RICHARD PARKES BONINGTON
(1802-1828)
Venice
Provenance
Private Collection, France
Richard Feigen Inc., New York
Literature
To be included by Patrick Noon in a forthcoming supplement to the R.P. Bonington catalogue raisonné
In this exquisite drawing, Bonington delicately depicts the Punta della Dogana, which is the eastern tip of the sestiere (literally a 'sixth' of the city) of Dorsoduro where the Grand Canal meets the Giudecca Canal.
This triangular area includes the great landmark church of Santa Maria della Salute, whose domes can be seen rising above the boats and buildings to the right of the composition, the Dogana da Mar (Customs House), the Patriarchal Seminary of Venice. Crowning the low tower of the Dogana da Mar is a bronze sculpture by Bernardo Falcone, (c.1630-1690) of male nudes supporting a gilded globe, surmounted by an allegorical figure of Fortune holding a sail, an appropriate symbol for the customs house of a state whose wealth depended for much of its history on maritime trade.

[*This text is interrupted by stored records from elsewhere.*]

//! Stop-hook entry point.
//!
//! Reads the hook JSON, evaluates the transcript and returns the payload to
//! print. Every failure on this path is logged and becomes "no output"; the
//! host never sees an error from the hook.

use serde::Deserialize;
use std::path::{Path, PathBuf};
use std::sync::Arc;

use turnguard_core::{HookResponse, Mode, Transcript};
use turnguard_runtime::{build_backend, EngineBuilder, EngineConfig, Invocation, JudgeBackend};

use crate::policy::find_policy;

/// What the host writes to the hook's stdin.
#[derive(Debug, Default, Deserialize)]
pub struct HookInput {
    #[serde(default)]
    pub session_id: String,

    #[serde(default)]
    pub transcript_path: Option<PathBuf>,

    #[serde(default)]
    pub hook_event_name: String,

    #[serde(default)]
    pub cwd: Option<PathBuf>,
}

pub struct HookRunner {
    config: EngineConfig,
    rules_override: Option<PathBuf>,
    project_dir: Option<PathBuf>,
    process_dir: Option<PathBuf>,
}

impl HookRunner {
    pub fn new(config: EngineConfig) -> Self {
        Self {
            config,
            rules_override: None,
            project_dir: None,
            process_dir: None,
        }
    }

    pub fn with_rules(mut self, path: Option<PathBuf>) -> Self {
        self.rules_override = path;
        self
    }

    /// `$CLAUDE_PROJECT_DIR`, searched first for the policy.
    pub fn with_project_dir(mut self, dir: Option<PathBuf>) -> Self {
        self.project_dir = dir;
        self
    }

    /// The process working directory, searched last for the policy.
    pub fn with_process_dir(mut self, dir: Option<PathBuf>) -> Self {
        self.process_dir = dir;
        self
    }

    /// Evaluate with the configured backend.
    pub async fn run(&self, raw_input: &str) -> Option<HookResponse> {
        match build_backend(&self.config) {
            Ok(backend) => self.run_with(raw_input, backend).await,
            Err(e) => {
                tracing::warn!(backend = %self.config.backend, error = %e, "Judge backend unavailable");
                None
            }
        }
    }

    pub async fn run_with(
        &self,
        raw_input: &str,
        backend: Arc<dyn JudgeBackend>,
    ) -> Option<HookResponse> {
        let input: HookInput = match serde_json::from_str(raw_input) {
            Ok(input) => input,
            Err(e) => {
                tracing::warn!(error = %e, "Failed to parse hook input");
                return None;
            }
        };

        tracing::info!(
            event = %input.hook_event_name,
            session = %input.session_id,
            "Hook triggered"
        );

        let Some(path) = input.transcript_path.as_deref().filter(|p| p.is_file()) else {
            tracing::info!(path = ?input.transcript_path, "No transcript to evaluate");
            return None;
        };

        let transcript = match Transcript::from_file(path) {
            Ok(transcript) => transcript,
            Err(e) => {
                tracing::warn!(path = %path.display(), error = %e, "Failed to read transcript");
                return None;
            }
        };
        if !transcript.has_assistant_message() {
            tracing::info!("No assistant message found");
            return None;
        }

        let source = self.config.rule_source(self.rules_override.as_deref());
        let rules = source.load_or_empty();
        if rules.is_empty() {
            return None;
        }
        tracing::info!(rules = rules.len(), source = %source, "Loaded rules");

        let policy = if rules.uses_mode(Mode::ClaudeMd) {
            let policy = find_policy(self.policy_dirs(input.cwd.as_deref()));
            if policy.is_none() {
                tracing::info!("No CLAUDE.md found, skipping claudemd rules");
            }
            policy
        } else {
            None
        };

        let engine = match EngineBuilder::from_config(&self.config)
            .rules(rules)
            .backend(backend)
            .build()
        {
            Ok(engine) => engine,
            Err(e) => {
                tracing::warn!(error = %e, "Failed to build engine");
                return None;
            }
        };

        let invocation = Invocation {
            session_id: input.session_id,
            messages: transcript.messages().to_vec(),
            policy,
        };
        let decision = engine.run(invocation).await;

        let response = HookResponse::from(&decision);
        (!response.is_empty()).then_some(response)
    }

    fn policy_dirs<'a>(&'a self, hook_cwd: Option<&'a Path>) -> Vec<&'a Path> {
        [
            self.project_dir.as_deref(),
            hook_cwd,
            self.process_dir.as_deref(),
        ]
        .into_iter()
        .flatten()
        .collect()
    }
}
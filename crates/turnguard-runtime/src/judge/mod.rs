//! Judge backends: the external oracles that answer rule questions.
//!
//! A backend takes a fully rendered prompt and returns the raw answer text.
//! Parsing the answer and failing open are the [`JudgeClient`]'s job, so a
//! backend only has to report honestly when it cannot answer.
//!
//! [`JudgeClient`]: crate::client::JudgeClient
//!
//! ## Security
//!
//! Backends that need an API key hold it as an [`ApiCredential`].

use async_trait::async_trait;
use std::sync::Arc;
use std::time::Duration;

use turnguard_core::JudgeError;

use crate::config::{BackendKind, EngineConfig};

mod opencode;
mod scripted;
pub mod secrets;

#[cfg(feature = "anthropic")]
mod anthropic;

pub use opencode::{locate_binary, OpenCodeBackend};
pub use scripted::{Reply, ScriptedBackend};
pub use secrets::{ApiCredential, CredentialSource};

#[cfg(feature = "anthropic")]
pub use anthropic::AnthropicBackend;

/// An oracle that answers one judge prompt.
#[async_trait]
pub trait JudgeBackend: Send + Sync {
    /// Send `prompt` and return the raw answer.
    ///
    /// `timeout` is the budget for this call; callers enforce it as well.
    async fn ask(&self, prompt: &str, timeout: Duration) -> Result<String, JudgeError>;

    /// Whether the backend looks usable, without sending a prompt.
    async fn health_check(&self) -> bool;

    /// Backend name for logs.
    fn name(&self) -> &str;
}

/// Build the backend selected in the configuration.
pub fn build_backend(config: &EngineConfig) -> Result<Arc<dyn JudgeBackend>, JudgeError> {
    match config.backend {
        BackendKind::OpenCode => {
            let backend = OpenCodeBackend::discover(
                config.opencode.binary.clone(),
                Some(config.opencode.server_url.clone()),
            );
            if backend.binary().is_none() {
                tracing::warn!("opencode binary not found, rules will not be evaluated");
            }
            Ok(Arc::new(backend))
        }
        BackendKind::Anthropic => build_anthropic(config),
        BackendKind::Scripted => Ok(Arc::new(ScriptedBackend::always(Reply::no(
            "Scripted backend: no evaluation performed.",
        )))),
    }
}

#[cfg(feature = "anthropic")]
fn build_anthropic(config: &EngineConfig) -> Result<Arc<dyn JudgeBackend>, JudgeError> {
    let credential = config.anthropic.api_key.clone().ok_or_else(|| {
        JudgeError::Unavailable(
            "Anthropic API key required: set anthropic.api_key or ANTHROPIC_API_KEY".to_string(),
        )
    })?;
    Ok(Arc::new(AnthropicBackend::new(credential, &config.anthropic)?))
}

#[cfg(not(feature = "anthropic"))]
fn build_anthropic(_config: &EngineConfig) -> Result<Arc<dyn JudgeBackend>, JudgeError> {
    Err(JudgeError::Unavailable(
        "Anthropic backend requires the 'anthropic' feature".to_string(),
    ))
}
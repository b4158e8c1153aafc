//! Decision aggregation: reduces verdicts to one action under the safety valve.
//!
//! Policy, in order:
//! 1. Every applicable suggest rule contributes a suggestion, whatever its verdict
//! 2. Any triggered block rule → BLOCK, unless the session already hit `max_blocks`
//! 3. Else any triggered notify rule → NOTIFY
//! 4. Else no gating action
//!
//! When several rules of one tier fire, their explanations are concatenated in
//! rule-file order. This is the only place that mutates a session's block count.

use std::collections::BTreeMap;
use std::sync::Arc;

use crate::rules::RuleSet;
use crate::session::{session_key, SessionState, SessionStore};
use crate::types::{Action, Rule, RuleId};
use crate::verdict::Verdict;

/// Default cap on blocks per session.
pub const DEFAULT_MAX_BLOCKS: u32 = 10;

/// Separator between the entries of several contributing rules.
pub const ENTRY_SEPARATOR: &str = "\n\n";

/// The gating part of a decision.
#[derive(Debug, Clone, PartialEq, Eq)]
pub enum Gate {
    /// Stop the turn; the agent must address `reason`
    Block { reason: String, block_count: u32 },

    /// Let the turn end but warn the user
    Notify { warning: String },

    Pass,
}

/// The single action decided for one invocation.
#[derive(Debug, Clone, PartialEq, Eq)]
pub struct Decision {
    pub gate: Gate,

    /// Advisory texts, attached regardless of the gate
    pub suggestions: Vec<String>,

    /// Set when a block was demoted because the session hit the cap
    pub valve_exhausted: Option<u32>,

    /// Applicable rules that produced no usable verdict
    pub judge_failures: usize,
}

impl Decision {
    pub fn no_op() -> Self {
        Self {
            gate: Gate::Pass,
            suggestions: Vec::new(),
            valve_exhausted: None,
            judge_failures: 0,
        }
    }

    pub fn is_block(&self) -> bool {
        matches!(self.gate, Gate::Block { .. })
    }

    pub fn is_no_op(&self) -> bool {
        self.gate == Gate::Pass && self.suggestions.is_empty() && self.valve_exhausted.is_none()
    }
}

impl Default for Decision {
    fn default() -> Self {
        Self::no_op()
    }
}

/// Reduces verdicts and session state into a [`Decision`].
pub struct DecisionAggregator {
    store: Arc<dyn SessionStore>,
    max_blocks: u32,
}

impl DecisionAggregator {
    pub fn new(store: Arc<dyn SessionStore>) -> Self {
        Self {
            store,
            max_blocks: DEFAULT_MAX_BLOCKS,
        }
    }

    pub fn with_max_blocks(mut self, max_blocks: u32) -> Self {
        self.max_blocks = max_blocks;
        self
    }

    pub fn max_blocks(&self) -> u32 {
        self.max_blocks
    }

    /// Decide the action for one invocation.
    ///
    /// `applicable` lists the rules that were dispatched; `verdicts` holds
    /// whatever came back before the deadline, in any order.
    pub fn decide(
        &self,
        session_id: &str,
        rules: &RuleSet,
        applicable: &[RuleId],
        verdicts: &[Verdict],
    ) -> Decision {
        let by_rule: BTreeMap<RuleId, &Verdict> = verdicts.iter().map(|v| (v.rule, v)).collect();

        let judge_failures = applicable
            .iter()
            .filter(|id| by_rule.get(*id).map_or(true, |v| !v.is_answered()))
            .count();

        let mut applicable: Vec<RuleId> = applicable.to_vec();
        applicable.sort();
        applicable.dedup();

        let suggestions = applicable
            .iter()
            .filter_map(|id| rules.get(*id).map(|rule| (*id, rule)))
            .filter(|(_, rule)| rule.action == Action::Suggest)
            .map(|(id, rule)| compose_entry(rule, by_rule.get(&id).copied()))
            .collect();

        let mut decision = Decision {
            gate: Gate::Pass,
            suggestions,
            valve_exhausted: None,
            judge_failures,
        };

        let blocking = triggered_entries(rules, &by_rule, Action::Block);
        if !blocking.is_empty() {
            match self.try_block(session_id) {
                BlockAttempt::Granted(block_count) => {
                    tracing::info!(
                        rules = blocking.len(),
                        block_count,
                        max_blocks = self.max_blocks,
                        "Blocking turn"
                    );
                    decision.gate = Gate::Block {
                        reason: blocking.join(ENTRY_SEPARATOR),
                        block_count,
                    };
                    return decision;
                }
                BlockAttempt::Exhausted(block_count) => {
                    tracing::warn!(
                        block_count,
                        max_blocks = self.max_blocks,
                        "Safety valve exhausted, not blocking"
                    );
                    decision.valve_exhausted = Some(block_count);
                }
                BlockAttempt::Unrecorded => {}
            }
        }

        let notifying = triggered_entries(rules, &by_rule, Action::Notify);
        if !notifying.is_empty() {
            tracing::info!(rules = notifying.len(), "Notifying user");
            decision.gate = Gate::Notify {
                warning: notifying.join(ENTRY_SEPARATOR),
            };
        }

        decision
    }

    /// Read-check-increment of the session counter.
    fn try_block(&self, session_id: &str) -> BlockAttempt {
        let session = session_key(session_id);

        let current = match self.store.load(session_id) {
            Ok(state) => state.block_count,
            Err(e) => {
                tracing::warn!(session = %session, error = %e, "Could not read block count, assuming 0");
                0
            }
        };

        if current >= self.max_blocks {
            return BlockAttempt::Exhausted(current);
        }

        let next = SessionState {
            session_id: session_id.to_string(),
            block_count: current + 1,
        };

        match self.store.save(&next) {
            Ok(()) => BlockAttempt::Granted(next.block_count),
            Err(e) => {
                tracing::error!(session = %session, error = %e, "Could not persist block count, not blocking");
                BlockAttempt::Unrecorded
            }
        }
    }
}

enum BlockAttempt {
    Granted(u32),
    Exhausted(u32),
    Unrecorded,
}

/// Entries of every triggered rule with `action`, in rule-file order.
fn triggered_entries(
    rules: &RuleSet,
    by_rule: &BTreeMap<RuleId, &Verdict>,
    action: Action,
) -> Vec<String> {
    by_rule
        .iter()
        .filter(|(_, verdict)| verdict.triggered)
        .filter_map(|(id, verdict)| rules.get(*id).map(|rule| (rule, *verdict)))
        .filter(|(rule, _)| rule.action == action)
        .map(|(rule, verdict)| compose_entry(rule, Some(verdict)))
        .collect()
}

/// `criteria` followed by the judge's rationale, or the rule's own
/// response prompt when the judge gave none.
fn compose_entry(rule: &Rule, verdict: Option<&Verdict>) -> String {
    let explanation = verdict
        .map(|v| v.rationale.trim())
        .filter(|r| !r.is_empty())
        .unwrap_or_else(|| rule.response_prompt.trim());

    format!("{}\n{}", rule.criteria, explanation)
}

On 4 April 1826 Bonington, and Delacroix's childhood friend Baron Charles Rivet, left Paris for a three-month tour of northern Italy. Delacroix was meant to be of the party but declined at the last moment owing to the extreme pressure of work. The two men visited Milan, Brescia, Lake Garda and Verona at a hurried pace because Bonington, according to Rivet, "thought only of Venice". To the Romantics, the city, which had been in rapid decline since the Austrian occupation, was a masterpiece that nature was irrevocably dissolving before their eyes. Bonington felt the need to fully record a city that he might never see again.
Whilst in Venice, Bonington sketched incessantly in pencil, watercolour, and oils. These sketches provided subject matter for much of his finished art in the remaining months of his life.
Venice would eventually supplant Rome as the centre for artistic pilgrimages, but it is important to note that Bonington was one of the first artists to paint its cityscape and monuments for French audiences. François-René de Chateaubriand, among others, commented on Bonington's depictions of this great city.
In a letter of 1861 to the art historian Théophile Thoré, Eugene Delacroix (1798-1863), Bonignton's great friend and admirer, highlighted that aspect of Bonington's talent that he most admired:
" ……..no one in this modern school, and perhaps even before, has possessed that lightness of touch which makes his works a type of diamond that flatters and ravishes the eye, independent of any subject and any imitation."